They're back, baby, and they're thriving in the "free speech" paradise Elon's turned Twitter into. It's like he saw Popper's paradox of tolerance and went, "Nah, fam, let's see what happens if we just let the gremlins run wild."
And that's where the paradox comes in, because Karl Popper —absolute legend, btw—knew the score. He said if you're too tolerant, like if you let every single take slide, even the ones that are straight-up fascist garbage, then you're toast. Intolerant people don't vibe with "live and let live"—they're out here trying to torch the whole system. Elon's over there like, "I'm a free speech absolutist," meanwhile the platform's turning into a cesspool where swastika-pfp chuds can scream about "heritage" without a care in the world. Bro, you're not defending free speech—you're handing the megaphone to the worst people imaginable. The paradox says you can't tolerate that if you want a tolerant society to survive. It's not rocket science
—though maybe Elon
could figure it out if he wasn't too busy tweeting memes and simping for crypto.
And don't even try that "but muh free speech" cop-out with me. Free speech is the GOAT, 100%, but it's not a get-out-of-jail-free card for Nazis to goose-step all over Twitter while Elon shrugs and says, "Just vibes." The paradox of tolerance is the ultimate reality check: you don't get to use "speech" as a shield while you're trying to oppress people or, I dunno, resurrect the Third Reich in 280 characters or less. Twitter's basically a case study in what happens when you ignore Popper—spoiler alert: it's a lot of dogwhistles,
a sprinkle of stochastic terrorism, and a whole lotta "well, actually" from blue-check weirdos who think they're owning the libs by platforming hate.
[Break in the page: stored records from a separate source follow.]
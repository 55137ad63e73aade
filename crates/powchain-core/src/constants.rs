pub const HASH_SIZE: usize = 32;
pub const HASH_HEX_SIZE: usize = HASH_SIZE * 2;
pub const GENESIS_INDEX: u64 = 1;
pub const GENESIS_PROOF: u64 = 100;
pub const GENESIS_PREVIOUS_HASH: &str = "1";
/// Hex prefix a `sha256("{previous}{candidate}")` digest must start with.
pub const POW_PREFIX: &str = "0123";
pub const REWARD_SENDER: &str = "0";
pub const REWARD_AMOUNT: f64 = 1.0;
pub const DEFAULT_PEER_TIMEOUT_MS: u64 = 5_000;
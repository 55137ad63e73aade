use axum::{
    extract::{rejection::JsonRejection, State},
    http::StatusCode,
    routing::{get, post},
    Json, Router,
};
use powchain_core::{peers::network_location, PeerChain, Transaction};
use serde::{Deserialize, Serialize};
use serde_json::{json, Value};
use tower_http::trace::TraceLayer;

use crate::{constants::FULLCHAIN_PATH, error::ApiError, state::AppState};

#[derive(Serialize)]
struct Health {
    status: &'static str,
}

#[derive(Deserialize)]
struct NewTransaction {
    sender: String,
    recipient: String,
    amount: f64,
}

#[derive(Deserialize)]
struct RegisterNodes {
    #[serde(default)]
    nodes: Vec<String>,
}

#[derive(Serialize)]
struct MinedBlock {
    message: &'static str,
    index: u64,
    transactions: Vec<Transaction>,
    proof: u64,
    previous_hash: String,
}

#[derive(Serialize)]
struct Resolved {
    message: &'static str,
    replaced: bool,
    chain: Vec<powchain_core::Block>,
}

pub fn router(state: AppState) -> Router {
    Router::new()
        .route("/health", get(|| async { Json(Health { status: "ok" }) }))
        .route("/mining", get(mine))
        .route("/transactions/add", post(add_transaction))
        .route("/transactions/pending", get(pending_transactions))
        .route(FULLCHAIN_PATH, get(full_chain))
        .route("/nodes/register", post(register_nodes))
        .route("/nodes/conflict_resolving", get(resolve_conflicts))
        .layer(TraceLayer::new_for_http())
        .with_state(state)
}

async fn mine(State(state): State<AppState>) -> Result<Json<MinedBlock>, ApiError> {
    let block = state.mine_next_block().await?;
    Ok(Json(MinedBlock {
        message: "New block created",
        index: block.index,
        transactions: block.transactions,
        proof: block.proof,
        previous_hash: block.previous_hash,
    }))
}

async fn add_transaction(
    State(state): State<AppState>,
    payload: Result<Json<NewTransaction>, JsonRejection>,
) -> Result<(StatusCode, Json<Value>), ApiError> {
    let Json(tx) = payload.map_err(|e| ApiError::validation(e.body_text()))?;
    let index = state
        .ledger
        .lock()
        .queue_transaction(tx.sender, tx.recipient, tx.amount);
    Ok((
        StatusCode::CREATED,
        Json(json!({
            "message": format!("Transaction will be added to block {index}"),
            "index": index,
        })),
    ))
}

async fn pending_transactions(State(state): State<AppState>) -> Json<Vec<Transaction>> {
    Json(state.ledger.lock().pending().to_vec())
}

async fn full_chain(State(state): State<AppState>) -> Json<PeerChain> {
    Json(PeerChain::new(state.ledger.lock().chain().to_vec()))
}

async fn register_nodes(
    State(state): State<AppState>,
    payload: Result<Json<RegisterNodes>, JsonRejection>,
) -> Result<(StatusCode, Json<Value>), ApiError> {
    let Json(body) = payload.map_err(|e| ApiError::validation(e.body_text()))?;
    if body.nodes.is_empty() {
        return Err(ApiError::validation("list of nodes is empty"));
    }
    // parse everything first so a bad entry registers nothing
    let locations = body
        .nodes
        .iter()
        .map(|node| network_location(node))
        .collect::<Result<Vec<_>, _>>()?;

    let mut peers = state.peers.write();
    for location in &locations {
        peers.register(location)?;
    }
    Ok((
        StatusCode::CREATED,
        Json(json!({
            "message": "New nodes have been added",
            "total_nodes": peers.list(),
        })),
    ))
}

async fn resolve_conflicts(State(state): State<AppState>) -> Result<Json<Resolved>, ApiError> {
    let resolution = state.resolve_conflicts().await?;
    let message = if resolution.replaced {
        "Our chain was replaced"
    } else {
        "Our chain is authoritative"
    };
    Ok(Json(Resolved {
        message,
        replaced: resolution.replaced,
        chain: resolution.chain,
    }))
}
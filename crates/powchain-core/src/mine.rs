use crate::pow::validate;
use rayon::prelude::*;
use tracing::debug;

/// Candidates handed to the thread pool per round.
const CANDIDATES_PER_ROUND: u64 = 1 << 16;

/// Searches proofs in parallel, one round of candidates at a time.
/// `find_first` keeps the lowest hit of a round, so the result matches [`crate::pow::search`].
pub fn search_parallel(previous_proof: u64) -> u64 {
    let mut start = 0u64;
    loop {
        let end = start.saturating_add(CANDIDATES_PER_ROUND);
        if let Some(proof) = (start..end)
            .into_par_iter()
            .find_first(|candidate| validate(previous_proof, *candidate))
        {
            debug!(previous_proof, proof, "found proof");
            return proof;
        }
        // wraps only after the whole u64 space was scanned
        start = if end == u64::MAX { 0 } else { end };
    }
}
use std::sync::Arc;
use tracing::info;

use crate::{
    constants::{GENESIS_INDEX, GENESIS_PREVIOUS_HASH, GENESIS_PROOF, REWARD_AMOUNT, REWARD_SENDER},
    error::{LedgerError, Result},
    pow, Block, Transaction,
};

/// Trait the storage backends implement for the ledger to persist its chain.
/// This lives in `powchain-core` to avoid a circular dependency.
pub trait ChainStore: Send + Sync {
    fn put_block(&self, block: &Block) -> anyhow::Result<()>;
    /// Index of the last stored block, 0 when the store is empty.
    fn tip_height(&self) -> anyhow::Result<u64>;
    fn load_chain(&self) -> anyhow::Result<Vec<Block>>;
    fn replace_chain(&self, chain: &[Block]) -> anyhow::Result<()>;
    fn close(&self) -> anyhow::Result<()>;
}

/// The block chain plus the pool of transactions waiting for the next block.
pub struct Ledger {
    chain: Vec<Block>,
    pending: Vec<Transaction>,
    store: Option<Arc<dyn ChainStore>>,
}

impl Default for Ledger {
    fn default() -> Self {
        Self::new()
    }
}

impl Ledger {
    /// A fresh in-memory ledger holding only the genesis block.
    pub fn new() -> Self {
        Self {
            chain: vec![genesis_block()],
            pending: Vec::new(),
            store: None,
        }
    }

    /// Restores the chain held by `store`, or seeds an empty store with a genesis block.
    pub fn with_store(store: Arc<dyn ChainStore>) -> Result<Self> {
        let stored = store.load_chain().map_err(LedgerError::Storage)?;
        let tip = store.tip_height().map_err(LedgerError::Storage)?;
        let last = stored.last().map_or(0, |b| b.index);
        if tip != last {
            return Err(LedgerError::InvalidChain(format!(
                "store tip height {tip} does not match last stored block {last}"
            )));
        }
        let chain = if stored.is_empty() {
            let genesis = genesis_block();
            store.put_block(&genesis).map_err(LedgerError::Storage)?;
            vec![genesis]
        } else if Self::is_chain_valid(&stored) {
            info!(height = stored.len(), "restored chain from store");
            stored
        } else {
            return Err(LedgerError::InvalidChain(format!(
                "stored chain of {} blocks failed validation",
                stored.len()
            )));
        };
        Ok(Self {
            chain,
            pending: Vec::new(),
            store: Some(store),
        })
    }

    pub fn chain(&self) -> &[Block] {
        &self.chain
    }

    pub fn pending(&self) -> &[Transaction] {
        &self.pending
    }

    pub fn len(&self) -> usize {
        self.chain.len()
    }

    pub fn is_empty(&self) -> bool {
        self.chain.is_empty()
    }

    pub fn latest_block(&self) -> Result<&Block> {
        self.chain.last().ok_or(LedgerError::EmptyChain)
    }

    /// Queues a transaction and returns the index of the block that will hold it.
    pub fn queue_transaction(
        &mut self,
        sender: impl Into<String>,
        recipient: impl Into<String>,
        amount: f64,
    ) -> u64 {
        self.pending
            .push(Transaction::new(sender, recipient, amount));
        self.next_index()
    }

    /// Seals every pending transaction into a new block on top of the chain.
    ///
    /// `previous_hash` defaults to the hash of the latest block. The proof is
    /// taken as given; use [`Ledger::seal_block`] to have it checked first.
    /// The pending pool is emptied even when persisting the block fails.
    pub fn mine_block(&mut self, proof: u64, previous_hash: Option<String>) -> Result<Block> {
        let transactions = std::mem::take(&mut self.pending);
        let previous_hash = match previous_hash {
            Some(hash) => hash,
            None => self.latest_block()?.hash(),
        };
        let block = Block::new(self.next_index(), transactions, proof, previous_hash);

        if let Some(store) = &self.store {
            store.put_block(&block).map_err(LedgerError::Storage)?;
        }
        info!(
            index = block.index,
            proof,
            txs = block.transactions.len(),
            "mined block"
        );
        self.chain.push(block.clone());
        Ok(block)
    }

    /// Checks `proof` against the latest block, rewards `miner` and mines the block.
    ///
    /// Returns [`LedgerError::InvalidProof`] without touching the pool when the
    /// proof does not solve the puzzle, e.g. because the chain moved on while
    /// the caller was searching.
    pub fn seal_block(&mut self, proof: u64, miner: &str) -> Result<Block> {
        let previous = self.latest_block()?.proof;
        if !pow::validate(previous, proof) {
            return Err(LedgerError::InvalidProof { previous, proof });
        }
        self.queue_transaction(REWARD_SENDER, miner, REWARD_AMOUNT);
        self.mine_block(proof, None)
    }

    /// Replaces the chain with `candidate` if it is strictly longer and valid.
    pub fn adopt_chain(&mut self, candidate: Vec<Block>) -> Result<bool> {
        if candidate.len() <= self.chain.len() {
            return Ok(false);
        }
        if !Self::is_chain_valid(&candidate) {
            return Err(LedgerError::InvalidChain(format!(
                "candidate of {} blocks failed validation",
                candidate.len()
            )));
        }
        if let Some(store) = &self.store {
            store
                .replace_chain(&candidate)
                .map_err(LedgerError::Storage)?;
        }
        info!(
            old_height = self.chain.len(),
            new_height = candidate.len(),
            "replaced local chain"
        );
        self.chain = candidate;
        Ok(true)
    }

    /// Walks `chain` and checks every block links to its predecessor by hash,
    /// proof and index. The first block is trusted as given.
    pub fn is_chain_valid(chain: &[Block]) -> bool {
        if chain.is_empty() {
            return false;
        }
        chain.windows(2).all(|pair| {
            let (prior, block) = (&pair[0], &pair[1]);
            block.previous_hash == prior.hash()
                && pow::validate(prior.proof, block.proof)
                && prior.index.checked_add(1) == Some(block.index)
        })
    }

    fn next_index(&self) -> u64 {
        self.chain.len() as u64 + 1
    }
}

/// A transaction-free genesis block with the sentinel previous hash.
pub fn genesis_block() -> Block {
    Block::new(GENESIS_INDEX, vec![], GENESIS_PROOF, GENESIS_PREVIOUS_HASH)
}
This is why the paradox is everything, okay? It's the line in the sand we need when Elon's out here turning Twitter into a safe space for every basement-dwelling troll and their swastika tattoo. If we don't shut down the intolerant clowns
—like, yesterday—then we're just handing the keys to the kingdom over to literal Nazis. It's not cancel culture, it's consequence culture, and I'm living for it. Popper clocked this tea back in the '40s, and it's scalding hot in 2025. So next time some Musk stan
or Twitter Nazi tries to tell you "tolerance means I can say whatever," just hit 'em with the paradox and watch their smooth-brain takes implode like a Tesla in a ditch. Upmarseys to the left, downmarseys to the Nazis, and Elon, please, for the love of all that's holy, read a book. Mic drop.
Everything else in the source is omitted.